Duarte Valente imagina de resto que os pais vão ficar tristes pelo irmão que perder a final, mas destaca que acima de tudo será uma festa. Até porque o mais importante já foi alcançado.

«Se calhar vai ser mais estranho para os nossos pais do que para nós. Já nos defrontámos uma vez e não é fácil para eles, têm de torcer pelos dois e não torcer por ninguém.»

No fim, lá está, vai ser uma festa. Os dois manos vão dar um abraço e um beijinho, e voltar a ser o que sempre foram: os melhores amigos.

«Lembro-me que o meu irmão era um traquina e eu sempre fui muito preocupado com ele. Tentava meter-lhe algum juízo na cabeça, mas ele era traquina, fazia muitas asneiras.
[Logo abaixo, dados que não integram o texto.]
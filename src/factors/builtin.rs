use super::table::{FoodFactors, TransportFactors};

/// Country used when a requested code is not in the table
pub const DEFAULT_BASELINE: &str = "US";

pub(crate) struct BuiltinCountry {
    pub code: &'static str,
    pub name: &'static str,
    pub electricity: f64,
    pub transport: TransportFactors,
    pub food: FoodFactors,
}

const fn transport(car: f64, bus: f64, train: f64, plane: f64) -> TransportFactors {
    TransportFactors {
        car,
        bus,
        train,
        plane,
    }
}

const fn food(
    beef: f64,
    chicken: f64,
    pork: f64,
    fish: f64,
    vegetables: f64,
    dairy: f64,
) -> FoodFactors {
    FoodFactors {
        beef,
        chicken,
        pork,
        fish,
        vegetables,
        dairy,
    }
}

// Columns: car, bus, train, plane (kg/km); beef, chicken, pork, fish, vegetables, dairy (kg/kg)
pub(crate) const BUILTIN_COUNTRIES: [BuiltinCountry; 10] = [
    BuiltinCountry {
        code: "US",
        name: "United States",
        electricity: 0.45,
        transport: transport(0.21, 0.089, 0.041, 0.255),
        food: food(27.0, 6.9, 12.1, 6.1, 2.0, 3.2),
    },
    BuiltinCountry {
        code: "GB",
        name: "United Kingdom",
        electricity: 0.28,
        transport: transport(0.18, 0.082, 0.035, 0.255),
        food: food(25.8, 6.5, 11.8, 5.9, 1.8, 3.0),
    },
    BuiltinCountry {
        code: "DE",
        name: "Germany",
        electricity: 0.33,
        transport: transport(0.19, 0.075, 0.032, 0.255),
        food: food(26.2, 6.7, 11.9, 6.0, 1.9, 3.1),
    },
    BuiltinCountry {
        code: "FR",
        name: "France",
        // Mostly nuclear
        electricity: 0.052,
        transport: transport(0.17, 0.073, 0.029, 0.255),
        food: food(24.9, 6.3, 11.5, 5.8, 1.7, 2.9),
    },
    BuiltinCountry {
        code: "JP",
        name: "Japan",
        electricity: 0.52,
        transport: transport(0.16, 0.071, 0.027, 0.255),
        food: food(28.5, 7.2, 12.8, 5.2, 2.1, 3.4),
    },
    BuiltinCountry {
        code: "CN",
        name: "China",
        electricity: 0.68,
        transport: transport(0.22, 0.095, 0.045, 0.255),
        food: food(29.1, 7.5, 13.2, 6.8, 2.3, 3.6),
    },
    BuiltinCountry {
        code: "IN",
        name: "India",
        electricity: 0.82,
        transport: transport(0.24, 0.11, 0.052, 0.255),
        food: food(30.2, 7.8, 13.5, 7.1, 2.5, 3.8),
    },
    BuiltinCountry {
        code: "AU",
        name: "Australia",
        electricity: 0.79,
        transport: transport(0.23, 0.098, 0.047, 0.255),
        food: food(31.5, 8.1, 14.2, 6.5, 2.2, 3.5),
    },
    BuiltinCountry {
        code: "CA",
        name: "Canada",
        // Mostly hydro
        electricity: 0.12,
        transport: transport(0.20, 0.085, 0.038, 0.255),
        food: food(26.8, 6.8, 12.3, 5.7, 1.9, 3.1),
    },
    BuiltinCountry {
        code: "BR",
        name: "Brazil",
        electricity: 0.074,
        transport: transport(0.21, 0.092, 0.043, 0.255),
        food: food(32.1, 7.9, 13.8, 6.9, 2.4, 3.7),
    },
];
O meu pai carinhosamente até lhe chamava bandido», sorri Duarte.

Afonso, o mano mais novo, recorda uma história passada na escola.

«O meu irmão tinha muito aquela coisa de me proteger. Uma vez estávamos a jogar na escola e o jogo estava a correr-me bem, estava a fazer umas cuecas e tal, os outros miúdos começavam a ficar chateados. Houve até um rapaz que já estava a querer partir para a violência», conta.

«O meu irmão não estava a jogar, mas ia a passar nessa altura e foi lá falar com o rapaz. Então disse-lhe que jogávamos nós dois contra eles os cinco e a equipa que perdesse tinha de servir a outra no refeitório durante uma semana. A verdade é que ganhámos e eles andaram uma semana a servir-nos o almoço.»

No dia 21 de maio, a partir das 18 horas, vão subir ao relvado do Jamor em equipas contrárias e provavelmente até se vão cruzar algumas vezes: afinal de contas, são ambos médios centro. Mas só durante noventa minutos. No final voltam a ser os companheiros que sempre foram.

Não vai ser o futebol a separar o que a vida juntou.